With less than a week to go before the big 4-0 I find myself in somewhat of a dilemma. My grand plan aged 39 was to be this fitness Goddess and completely fabulous at 40, but unfortunately, I’m running slightly behind schedule – 11 months and three weeks behind to be precise. Oops!

My plan to cut back on coffee has also spectacularly failed and the only reason I can cut back on chocolate is that, in general, chocolate in Thailand is pretty horrid! I was meant to limit my ‘socialising’. But there is always something happening in Chiang Mai and I find it really difficult to say ‘no’. Which brings me on to another fail this year; learn to say ‘no’. I don’t know if it’s the British in me or the fact I don’t like letting people down but I find it really difficult to say no so I spend my life literally running from one place to another, trying to fit everything and everyone in.

I have a beautiful dress I have to fit into next week for my party and I daren’t try it on yet. Luckily however I have wonderful friends who won’t judge if I’m bulging out in all the wrong places. I also have some great ‘hold-me-in’ Bridget Jones-style pants which should hoist everything up to just below my armpits…

Whatever happens next week, I’m sure to drink too much, make a spectacular fool of myself, feel shockingly hungover for the following two days and vow never to get so drunk again! BRING IT ON…..

N.B One week on from my 40th, I’ve come to the realisation that it doesn’t matter! Who cares that I had to squeeze into my dress and forgot to breathe in all night! Who cares that I still need coffee to perk me up throughout the day!
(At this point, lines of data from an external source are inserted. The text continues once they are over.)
//! CLI interface for feedback-insights

use anyhow::{Context, Result};
use clap::{Parser, Subcommand};
use indicatif::{ProgressBar, ProgressStyle};
use std::path::{Path, PathBuf};
use std::sync::Arc;
use std::time::Duration;

use crate::ai::llm::LlmClient;
use crate::config::{self, Config};
use crate::feedback::batch::{BatchEvent, BatchObserver, ChannelObserver};
use crate::feedback::{FeedbackRequest, FeedbackService};
use crate::error::FeedbackError;
use crate::store::FindField;
use crate::types::{EnhancedFeedback, FeedbackEntry};

#[derive(Parser)]
#[command(name = "feedback-insights")]
#[command(about = "Customer feedback store with AI-generated categories and actionable insights", long_about = None)]
#[command(version)]
struct Cli {
    /// Use this config file instead of the default location
    #[arg(long, global = true, env = "FEEDBACK_INSIGHTS_CONFIG")]
    config: Option<PathBuf>,

    /// Use this feedback file instead of the configured one
    #[arg(long, global = true, env = "FEEDBACK_INSIGHTS_STORE")]
    store: Option<PathBuf>,

    #[command(subcommand)]
    command: Commands,
}

#[derive(Subcommand)]
enum Commands {
    /// List stored feedback
    List {
        /// Only entries for this department (case-insensitive)
        #[arg(short, long)]
        department: Option<String>,
        /// Only entries with this sentiment label (case-insensitive)
        #[arg(short, long)]
        sentiment: Option<String>,
    },
    /// Show a single feedback entry
    Show {
        /// Feedback id
        id: u64,
    },
    /// Label and store a new comment
    Submit {
        /// Customer name
        #[arg(short, long, default_value = "")]
        customer: String,
        /// Department the comment is about
        #[arg(short, long, default_value = "")]
        department: String,
        /// The comment text
        #[arg(long)]
        comment: String,
        /// Also generate a category and insight before storing
        #[arg(short, long)]
        enhance: bool,
    },
    /// Label and enhance a single comment without storing it
    Analyze {
        /// Customer name
        #[arg(short, long, default_value = "")]
        customer: String,
        /// Department the comment is about
        #[arg(short, long, default_value = "")]
        department: String,
        /// The comment text
        #[arg(long)]
        comment: String,
        /// Print JSON instead of text
        #[arg(long)]
        json: bool,
    },
    /// Print the sentiment label for a piece of text
    Sentiment {
        /// Text to label
        text: String,
    },
    /// Delete a feedback entry
    Delete {
        /// Feedback id
        id: u64,
    },
    /// Enhance every stored entry with a category and an actionable insight
    Enhanced {
        /// Print JSON instead of text
        #[arg(long)]
        json: bool,
    },
    /// Dashboard summary of the enhanced feedback
    Summary {
        /// Print JSON instead of text
        #[arg(long)]
        json: bool,
    },
    /// Enhance a JSON array of submissions concurrently
    Batch {
        /// File holding `[{"customer": .., "department": .., "comment": ..}, ..]`
        file: PathBuf,
        /// Report the batch id and poll its status instead of drawing a progress bar
        #[arg(long)]
        detach: bool,
        /// Persist every successfully enhanced entry to the store
        #[arg(long)]
        save: bool,
        /// Print the batch result as JSON
        #[arg(long)]
        json: bool,
    },
    /// Configure feedback-insights
    Config {
        /// Show current configuration
        #[arg(long)]
        show: bool,
        /// Write a default config file (keeps an existing one)
        #[arg(long)]
        init: bool,
    },
    /// Check that the completion provider answers
    Ping,
}

pub async fn run() -> Result<()> {
    let cli = Cli::parse();
    let config = load_config(cli.config.as_deref(), cli.store)?;

    match cli.command {
        Commands::List { department, sentiment } => {
            let service = FeedbackService::store_only(&config)?;
            let store = service.store();
            let entries = match (department, sentiment) {
                (Some(dept), Some(sent)) => store
                    .find_by_department(&dept)
                    .into_iter()
                    .filter(|e| FindField::Sentiment.matches(e, &sent))
                    .collect(),
                (Some(dept), None) => store.find_by_department(&dept),
                (None, Some(sent)) => store.find_by_sentiment(&sent),
                (None, None) => store.scan_all()?,
            };
            if entries.is_empty() {
                println!("No feedback found.");
            }
            for entry in &entries {
                print_entry(entry);
            }
        }
        Commands::Show { id } => {
            let service = FeedbackService::store_only(&config)?;
            match service.store().find_by_id(id) {
                Some(entry) => print_entry(&entry),
                None => {
                    eprintln!("Feedback not found: {}", id);
                    eprintln!("Use 'feedback-insights list' to see stored feedback.");
                }
            }
        }
        Commands::Submit { customer, department, comment, enhance } => {
            if enhance {
                let service = FeedbackService::from_config(&config)?;
                let request = FeedbackRequest { customer, department, comment };
                let enhanced = service.process_one(request).await?;
                println!("Saved feedback #{}", enhanced.base.id_label());
                print_enhanced(&enhanced);
            } else {
                let service = FeedbackService::store_only(&config)?;
                let saved = service.submit(&customer, &department, &comment).await?;
                println!(
                    "Saved feedback #{} ({})",
                    saved.id_label(),
                    saved.sentiment.as_deref().unwrap_or("-")
                );
            }
        }
        Commands::Analyze { customer, department, comment, json } => {
            let service = FeedbackService::from_config(&config)?;
            let enhanced = service
                .enhance_one(FeedbackRequest { customer, department, comment })
                .await?;
            if json {
                println!("{}", serde_json::to_string_pretty(&enhanced)?);
            } else {
                print_enhanced(&enhanced);
            }
        }
        Commands::Sentiment { text } => {
            let service = FeedbackService::store_only(&config)?;
            println!("{}", service.analyze_sentiment(&text)?);
        }
        Commands::Delete { id } => {
            let service = FeedbackService::store_only(&config)?;
            match service.delete(id).await {
                Ok(()) => println!("Feedback deleted: {}", id),
                Err(FeedbackError::NotFound(_)) => eprintln!("Feedback not found: {}", id),
                Err(e) => return Err(e.into()),
            }
        }
        Commands::Enhanced { json } => {
            let service = FeedbackService::from_config(&config)?;
            let all = service.enhanced().await?;
            if json {
                println!("{}", serde_json::to_string_pretty(all.as_slice())?);
            } else {
                for feedback in all.iter() {
                    print_enhanced(feedback);
                }
            }
        }
        Commands::Summary { json } => {
            let service = FeedbackService::from_config(&config)?;
            let summary = service.summary().await?;
            if json {
                println!("{}", serde_json::to_string_pretty(&summary)?);
            } else {
                println!("\n=== Feedback Summary ===");
                println!("Total feedback: {}", summary.total_feedback);
                print_counts("Sentiment", &summary.sentiment_counts);
                print_counts("Category", &summary.category_counts);
                print_counts("Department", &summary.department_counts);
                println!("\nMost recent:");
                for feedback in &summary.recent_feedback {
                    print_enhanced(feedback);
                }
            }
        }
        Commands::Batch { file, detach, save, json } => {
            run_batch(&config, &file, detach, save, json).await?;
        }
        Commands::Config { show, init } => {
            if init {
                let path = config::config_path()?;
                if path.exists() {
                    println!("Config already exists at {}", path.display());
                } else {
                    Config::default().save()?;
                    println!("Wrote default config to {}", path.display());
                }
            } else if show {
                config::show_config(&config)?;
            } else {
                println!("Configuration options:");
                println!("  --show    Display current configuration");
                println!("  --init    Write a default config file");
                println!();
                println!("Default config:");
                print!("{}", config::default_config_toml());
            }
        }
        Commands::Ping => {
            let client = LlmClient::from_config(&config).context("Failed to create completion client")?;
            println!("Testing connection to {}...", client.provider().kind.name());
            if client.test_connection().await {
                println!("Connection OK");
            } else {
                anyhow::bail!("Completion provider did not answer; see log output for details");
            }
        }
    }

    Ok(())
}

fn load_config(path: Option<&Path>, store: Option<PathBuf>) -> Result<Config> {
    let mut config = match path {
        Some(path) => Config::load_from(path)?,
        None => Config::load()?,
    };
    if store.is_some() {
        config.store.path = store;
    }
    Ok(config)
}

async fn run_batch(config: &Config, file: &Path, detach: bool, save: bool, json: bool) -> Result<()> {
    let contents = std::fs::read_to_string(file)
        .with_context(|| format!("Failed to read batch file {}", file.display()))?;
    let requests: Vec<FeedbackRequest> =
        serde_json::from_str(&contents).context("Batch file must be a JSON array of feedback")?;

    let service = FeedbackService::from_config(config)?;
    let entries = service.prepare_batch(requests)?;
    let total = entries.len() as u64;

    let result = if detach {
        let handle = service.spawn_batch(entries, None);
        println!("Started batch {}", handle.batch_id());
        while !handle.is_finished() {
            tokio::time::sleep(Duration::from_millis(500)).await;
            let status = handle.status();
            println!(
                "  {} / {} processed ({} ok, {} failed)",
                status.processed_entries,
                status.total_entries,
                status.successful_entries,
                status.failed_entries
            );
        }
        handle.join().await?
    } else {
        let (observer, mut events) = ChannelObserver::new();
        let observer: Arc<dyn BatchObserver> = Arc::new(observer);
        let handle = service.spawn_batch(entries, Some(observer));

        let pb = create_batch_bar(total);
        while let Some(event) = events.recv().await {
            match event {
                BatchEvent::Progress(progress) => pb.set_position(progress.processed as u64),
                BatchEvent::Completed(_) => break,
            }
        }
        pb.finish_and_clear();
        handle.join().await?
    };

    if json {
        println!("{}", serde_json::to_string_pretty(&result)?);
    } else {
        println!(
            "Batch {}: {} total, {} succeeded, {} failed",
            if result.completed { "completed" } else { "failed" },
            result.total_entries,
            result.successful_entries,
            result.failed_entries
        );
        for error in &result.errors {
            eprintln!("  {}", error);
        }
    }

    if save {
        let mut saved = 0;
        for enhanced in &result.results {
            match service.save_enhanced(enhanced).await {
                Ok(_) => saved += 1,
                Err(e) => eprintln!("Failed to save feedback #{}: {}", enhanced.base.id_label(), e),
            }
        }
        println!("Saved {} entries to {}", saved, service.store().path().display());
    }

    Ok(())
}

fn create_batch_bar(total: u64) -> ProgressBar {
    let pb = ProgressBar::new(total);
    pb.set_style(
        ProgressStyle::default_bar()
            .template("  {spinner:.dim} [{bar:30}] {pos}/{len} enhanced ({percent}%)")
            .unwrap_or_else(|_| ProgressStyle::default_bar())
            .progress_chars("=> "),
    );
    pb.enable_steady_tick(Duration::from_millis(80));
    pb
}

fn print_entry(entry: &FeedbackEntry) {
    println!("\n=== Feedback #{} ===", entry.id_label());
    println!("Customer:   {}", entry.customer.as_deref().unwrap_or("-"));
    println!("Department: {}", entry.department.as_deref().unwrap_or("-"));
    if let Some(date) = entry.date {
        println!("Date:       {}", date.format("%Y-%m-%d"));
    }
    println!("Sentiment:  {}", entry.sentiment.as_deref().unwrap_or("-"));
    println!("Comment:    {}", entry.comment.as_deref().unwrap_or(""));
}

fn print_enhanced(feedback: &EnhancedFeedback) {
    print_entry(&feedback.base);
    println!("Category:   {}", feedback.category);
    println!("Insight:    {}", feedback.actionable_insight);
}

fn print_counts(title: &str, counts: &std::collections::BTreeMap<String, usize>) {
    println!("\n{}:", title);
    for (key, count) in counts {
        println!("  {:<24} {}", key, count);
    }
}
Who cares that I can’t say no – I enjoy being busy! And finally, who cares that aged 40, I’m still as spectacularly disorganised as I was aged 39. It’s who I am and more than likely who I’ll continue to be! This is me…. one of these days I may become the domestic Goddess and fitness guru that I’m sure is in me somewhere, but for now, I’m just going to enjoy the wonderful life I lead with my fabulous friends and amazing family.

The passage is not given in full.